Dataset entries
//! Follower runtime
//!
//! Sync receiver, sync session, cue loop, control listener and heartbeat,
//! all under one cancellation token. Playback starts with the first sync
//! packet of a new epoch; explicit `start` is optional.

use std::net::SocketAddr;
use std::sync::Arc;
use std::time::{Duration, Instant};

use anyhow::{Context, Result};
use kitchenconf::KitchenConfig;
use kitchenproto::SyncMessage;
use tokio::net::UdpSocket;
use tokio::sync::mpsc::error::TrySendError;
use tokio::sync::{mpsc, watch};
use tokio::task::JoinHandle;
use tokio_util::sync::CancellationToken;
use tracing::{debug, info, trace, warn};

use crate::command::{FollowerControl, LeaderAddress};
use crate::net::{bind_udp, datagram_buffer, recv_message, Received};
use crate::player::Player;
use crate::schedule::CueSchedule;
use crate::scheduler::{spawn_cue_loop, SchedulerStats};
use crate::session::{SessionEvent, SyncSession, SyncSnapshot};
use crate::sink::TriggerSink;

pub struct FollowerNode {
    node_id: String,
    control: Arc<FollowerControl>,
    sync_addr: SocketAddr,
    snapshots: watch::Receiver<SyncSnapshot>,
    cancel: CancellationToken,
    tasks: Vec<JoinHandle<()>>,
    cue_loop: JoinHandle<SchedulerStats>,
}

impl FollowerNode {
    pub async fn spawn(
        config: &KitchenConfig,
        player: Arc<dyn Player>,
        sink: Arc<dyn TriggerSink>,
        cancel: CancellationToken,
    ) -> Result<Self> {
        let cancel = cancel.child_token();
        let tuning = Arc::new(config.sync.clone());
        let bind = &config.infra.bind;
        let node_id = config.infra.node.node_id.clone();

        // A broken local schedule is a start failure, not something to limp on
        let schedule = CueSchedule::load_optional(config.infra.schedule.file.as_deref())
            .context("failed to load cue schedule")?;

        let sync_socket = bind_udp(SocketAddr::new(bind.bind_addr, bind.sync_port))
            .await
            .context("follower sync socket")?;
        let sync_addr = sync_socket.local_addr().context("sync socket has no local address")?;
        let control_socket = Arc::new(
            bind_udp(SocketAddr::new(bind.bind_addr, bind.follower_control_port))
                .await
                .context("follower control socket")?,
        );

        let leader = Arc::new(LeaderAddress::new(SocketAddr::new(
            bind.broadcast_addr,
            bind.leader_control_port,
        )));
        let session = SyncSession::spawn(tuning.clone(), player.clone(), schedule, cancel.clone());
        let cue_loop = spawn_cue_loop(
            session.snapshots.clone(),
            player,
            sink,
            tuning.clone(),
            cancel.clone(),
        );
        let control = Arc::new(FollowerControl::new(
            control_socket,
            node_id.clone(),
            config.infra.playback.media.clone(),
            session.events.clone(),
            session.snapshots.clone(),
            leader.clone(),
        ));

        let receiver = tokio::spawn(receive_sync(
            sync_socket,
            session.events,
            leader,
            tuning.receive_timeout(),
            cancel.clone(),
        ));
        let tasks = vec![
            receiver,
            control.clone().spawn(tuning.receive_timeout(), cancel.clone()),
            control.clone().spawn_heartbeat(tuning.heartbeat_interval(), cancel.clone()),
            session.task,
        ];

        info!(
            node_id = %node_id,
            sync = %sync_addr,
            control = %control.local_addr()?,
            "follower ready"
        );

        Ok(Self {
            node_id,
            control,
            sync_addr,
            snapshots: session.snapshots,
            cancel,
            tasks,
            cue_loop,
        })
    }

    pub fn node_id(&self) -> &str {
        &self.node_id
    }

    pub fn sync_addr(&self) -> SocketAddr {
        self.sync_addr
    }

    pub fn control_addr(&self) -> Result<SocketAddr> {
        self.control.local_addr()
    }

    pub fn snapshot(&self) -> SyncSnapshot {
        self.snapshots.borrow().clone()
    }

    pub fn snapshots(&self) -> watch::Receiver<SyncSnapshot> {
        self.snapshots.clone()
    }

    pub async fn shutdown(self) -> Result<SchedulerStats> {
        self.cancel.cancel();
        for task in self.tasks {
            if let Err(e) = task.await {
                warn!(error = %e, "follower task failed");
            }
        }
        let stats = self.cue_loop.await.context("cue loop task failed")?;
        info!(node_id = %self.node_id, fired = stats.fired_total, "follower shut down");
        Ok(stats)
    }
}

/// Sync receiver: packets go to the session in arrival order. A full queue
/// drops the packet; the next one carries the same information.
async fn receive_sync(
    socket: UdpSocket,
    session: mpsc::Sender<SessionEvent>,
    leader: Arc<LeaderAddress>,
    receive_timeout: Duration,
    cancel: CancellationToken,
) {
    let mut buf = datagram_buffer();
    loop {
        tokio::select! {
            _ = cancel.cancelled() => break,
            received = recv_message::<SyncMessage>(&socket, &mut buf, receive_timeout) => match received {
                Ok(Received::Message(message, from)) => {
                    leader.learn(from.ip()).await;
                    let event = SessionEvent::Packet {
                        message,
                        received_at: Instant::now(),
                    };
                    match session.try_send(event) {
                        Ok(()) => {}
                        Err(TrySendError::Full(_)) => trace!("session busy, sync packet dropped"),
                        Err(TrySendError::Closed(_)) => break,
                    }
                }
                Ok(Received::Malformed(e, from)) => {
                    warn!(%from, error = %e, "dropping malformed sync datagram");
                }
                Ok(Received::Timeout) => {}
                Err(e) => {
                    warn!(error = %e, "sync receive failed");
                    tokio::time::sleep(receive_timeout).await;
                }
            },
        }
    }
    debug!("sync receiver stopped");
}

> **ACTIVITY**: The expected answer is each line of the records above that includes the string "events".

> **WRITTEN RESPONSE**:
            session.events.clone(),
            session.events,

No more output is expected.